Wayne Perry, regional Medicaid waiver work stream manager, also performs with great skill and compassion. His team is the critical link to the people we serve through the waiver support coordinators. Regional Medical Management and Forensics Work Stream Manager Merari Perez has also been significant to our success through professionalism and skill. This operational area has a very close interaction with the APD nurses in Tallahassee, the local behavioral support staff, as well as interaction with the state court system.
Cindy Drew, a supported employment specialist, was honored with the Making a Difference Award on May 7 at the Visions Conference in Orlando for her ongoing commitment to supporting employment opportunities for people with disabilities. The award was presented by the Florida Division on Career Development and Transition.

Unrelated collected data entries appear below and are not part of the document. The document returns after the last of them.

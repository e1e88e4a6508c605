use rand::rngs::StdRng;
use rand::{Rng, SeedableRng};

use swingcoach::bounce::{extend_with_bounce_and_roll, BounceConfig};
use swingcoach::classify::{classify, UNKNOWN_CLUSTER};
use swingcoach::face_model::{compute_cumulative_contributions, FaceBaseline, FacePhases};
use swingcoach::impact::{correct, StrikeCondition};
use swingcoach::trajectory::{initial_velocity, simulate};
use swingcoach::{
    AnalysisError, AnalyzerConfig, ClubType, FaceModelCoefficients, LaunchConditions,
    ReferenceData, SixAxis, SwingAnalyzer, SwingMeasurement, TrajectoryConfig,
};

const FIXTURE: &str = r#"{
    "clusters": [
        {
            "id": 3,
            "name": "wide",
            "clubType": "D",
            "ranges": {
                "estimateCarry": [0, 100],
                "impactHeadSpeed": [20, 30],
                "impactGripSpeed": [2, 4],
                "impactFaceAngle": [-10, -5],
                "impactClubPath": [5, 10],
                "impactAttackAngle": [-10, -5],
                "impactRelativeFaceAngle": [-20, -10]
            }
        },
        {
            "id": 7,
            "name": "fixture",
            "clubType": "D",
            "ranges": {
                "estimateCarry": [200, 240],
                "impactHeadSpeed": [40, 50],
                "impactGripSpeed": [5, 8],
                "impactFaceAngle": [0, 3],
                "impactClubPath": [-3, 0],
                "impactAttackAngle": [0, 5],
                "impactRelativeFaceAngle": [1, 4]
            }
        }
    ]
}"#;

fn launch(carry: f64, attack: f64, impact_y: Option<f64>) -> LaunchConditions {
    LaunchConditions {
        carry_yd: carry,
        attack_deg: attack,
        face_deg: 0.0,
        path_deg: 0.0,
        club: ClubType::Driver,
        loft_deg: None,
        impact_x_cm: None,
        impact_y_cm: impact_y,
    }
}

#[test]
fn swing_inside_every_range_gets_that_cluster() {
    let reference = ReferenceData::from_json_str(FIXTURE).unwrap();
    let swing = SwingMeasurement {
        estimate_carry: Some(220.0),
        impact_head_speed: Some(45.0),
        impact_grip_speed: Some(6.0),
        impact_face_angle: Some(1.2),
        impact_club_path: Some(-1.0),
        impact_attack_angle: Some(3.0),
        impact_relative_face_angle: Some(2.2),
        ..Default::default()
    };

    let result = classify(&swing, &reference.clusters);
    assert!(result.is_exact());
    assert_eq!(result.cluster_id(), 7);
}

#[test]
fn classification_is_total_for_finite_swings() {
    let reference = ReferenceData::builtin().unwrap();
    let mut rng = StdRng::seed_from_u64(11);

    for _ in 0..500 {
        let swing = SwingMeasurement {
            club_type: if rng.gen_bool(0.5) { ClubType::Driver } else { ClubType::Iron },
            estimate_carry: Some(rng.gen_range(-50.0..500.0)),
            impact_head_speed: Some(rng.gen_range(0.0..70.0)),
            impact_grip_speed: Some(rng.gen_range(0.0..12.0)),
            impact_face_angle: Some(rng.gen_range(-30.0..30.0)),
            impact_club_path: Some(rng.gen_range(-30.0..30.0)),
            impact_attack_angle: Some(rng.gen_range(-20.0..20.0)),
            impact_relative_face_angle: Some(rng.gen_range(-40.0..40.0)),
            ..Default::default()
        };
        let id = classify(&swing, &reference.clusters).cluster_id();
        assert!(id == UNKNOWN_CLUSTER || reference.cluster(id).is_some());
        assert_ne!(id, UNKNOWN_CLUSTER, "all features present, a cluster must be chosen");
    }
}

#[test]
fn negative_carry_is_invalid_input() {
    let result = simulate(&launch(-5.0, 2.0, None), &TrajectoryConfig::default());
    assert!(matches!(result, Err(AnalysisError::InvalidInput { .. })));
}

#[test]
fn steep_attack_low_strike_drops_launch_and_carry() {
    let clean = correct(&launch(200.0, 6.0, None)).unwrap();
    let topped = correct(&launch(200.0, 6.0, Some(-2.0))).unwrap();

    assert_eq!(clean.condition, StrikeCondition::Clean);
    assert_eq!(topped.condition, StrikeCondition::Top);
    assert!((topped.launch_deg - (clean.launch_deg - 5.0)).abs() < 1e-9);
    assert!((topped.carry_yd - clean.carry_yd * 0.90).abs() < 1e-9);
}

#[test]
fn heights_never_negative() {
    let config = TrajectoryConfig::default();
    let bounce = BounceConfig::default();

    for carry in [5.0, 60.0, 150.0, 240.0, 330.0, 450.0] {
        for attack in [-12.0, -7.0, 0.0, 4.0, 9.0] {
            for y in [None, Some(-2.5), Some(0.0), Some(2.5)] {
                let cond = LaunchConditions {
                    face_deg: 3.0,
                    path_deg: -6.0,
                    impact_x_cm: Some(1.0),
                    ..launch(carry, attack, y)
                };
                let flight = simulate(&cond, &config).unwrap();
                assert!(flight.points.len() >= 3);
                assert!(flight.points.iter().all(|p| p.y >= 0.0));

                for extreme in [-89.0, attack, 89.0] {
                    let full = extend_with_bounce_and_roll(
                        &flight.points,
                        flight.adjustment.carry_yd,
                        extreme,
                        &bounce,
                    )
                    .unwrap();
                    assert!(full.iter().all(|p| p.y >= 0.0));
                }
            }
        }
    }
}

#[test]
fn launch_speed_grows_with_carry_until_cap() {
    let config = TrajectoryConfig::default();
    let mut previous = 0.0;
    for step in 1..=45 {
        let v0 = initial_velocity(step as f64 * 10.0, 4.0, &config).unwrap();
        if previous < config.max_v0 {
            assert!(v0 > previous, "carry {} did not increase v0", step * 10);
        } else {
            assert_eq!(v0, config.max_v0);
        }
        assert!(v0 <= config.max_v0);
        previous = v0;
    }
    assert_eq!(previous, config.max_v0);
}

#[test]
fn six_axis_scores_stay_in_bounds() {
    let reference = ReferenceData::builtin().unwrap();
    for axis in SixAxis::ALL {
        for club in [ClubType::Driver, ClubType::Iron] {
            for value in [f64::NEG_INFINITY, -1e12, -90.0, 0.0, 90.0, 1e12, f64::INFINITY, f64::NAN] {
                let score = reference.six_axis.score(axis, value, club);
                assert!((0.0..=100.0).contains(&score), "{axis:?} {value} -> {score}");
            }
        }
    }
}

#[test]
fn waterfalls_end_at_measured_face_angles() {
    let coef = FaceModelCoefficients::default();
    let yours = FacePhases {
        closure_angle: 31.7,
        shaft_rotation_delta: 512.3,
        halfway_down_face: 7.9,
        hand_first: -4.1,
        lie_delta: 2.6,
    };
    let baseline = FaceBaseline {
        phases: FacePhases {
            closure_angle: 24.0,
            shaft_rotation_delta: 480.0,
            halfway_down_face: 9.0,
            hand_first: -3.0,
            lie_delta: 1.5,
        },
        impact_face_angle: 0.37,
    };

    let waterfall = compute_cumulative_contributions(&coef, &yours, -1.234567, &baseline);
    assert_eq!(waterfall.yours.last().unwrap().cumulative, -1.234567);
    assert_eq!(waterfall.model.last().unwrap().cumulative, 0.37);
    assert_eq!(waterfall.yours.first().unwrap().cumulative, coef.intercept);
}

#[test]
fn analysis_is_deterministic() {
    let analyzer = SwingAnalyzer::new(
        ReferenceData::builtin().unwrap(),
        AnalyzerConfig {
            bounce: Some(BounceConfig::default()),
            ..Default::default()
        },
    );
    let swing: SwingMeasurement = serde_json::from_str(
        r#"{
            "clubType": "7I",
            "estimateCarry": 150,
            "impactHeadSpeed": 36,
            "impactGripSpeed": 5.1,
            "impactFaceAngle": -1.5,
            "impactClubPath": 2.0,
            "impactAttackAngle": -4.0,
            "impactRelativeFaceAngle": -3.5,
            "impactPointY": 2.4
        }"#,
    )
    .unwrap();

    let a = analyzer.analyze(&swing).unwrap();
    let b = analyzer.analyze(&swing).unwrap();
    assert_eq!(a.club_type, ClubType::Iron);
    assert_eq!(a.flight.adjustment.condition, StrikeCondition::Flyer);
    assert_eq!(a.classification, b.classification);
    assert_eq!(a.flight, b.flight);
    assert_eq!(a.full_path, b.full_path);
}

The Family Care Councils (FCC) are an important partner with their advocacy and information sharing. We are fortunate to have good relationships with the FCCs across the region and we participate in the quarterly FCC meetings held in Orlando. This region has a slight advantage because we get to interact with other FCCs around the state allowing us to learn a lot.
Most of all, every member of our Central Region Team needs to be recognized for their exemplary job under difficult circumstance. Job Well Done!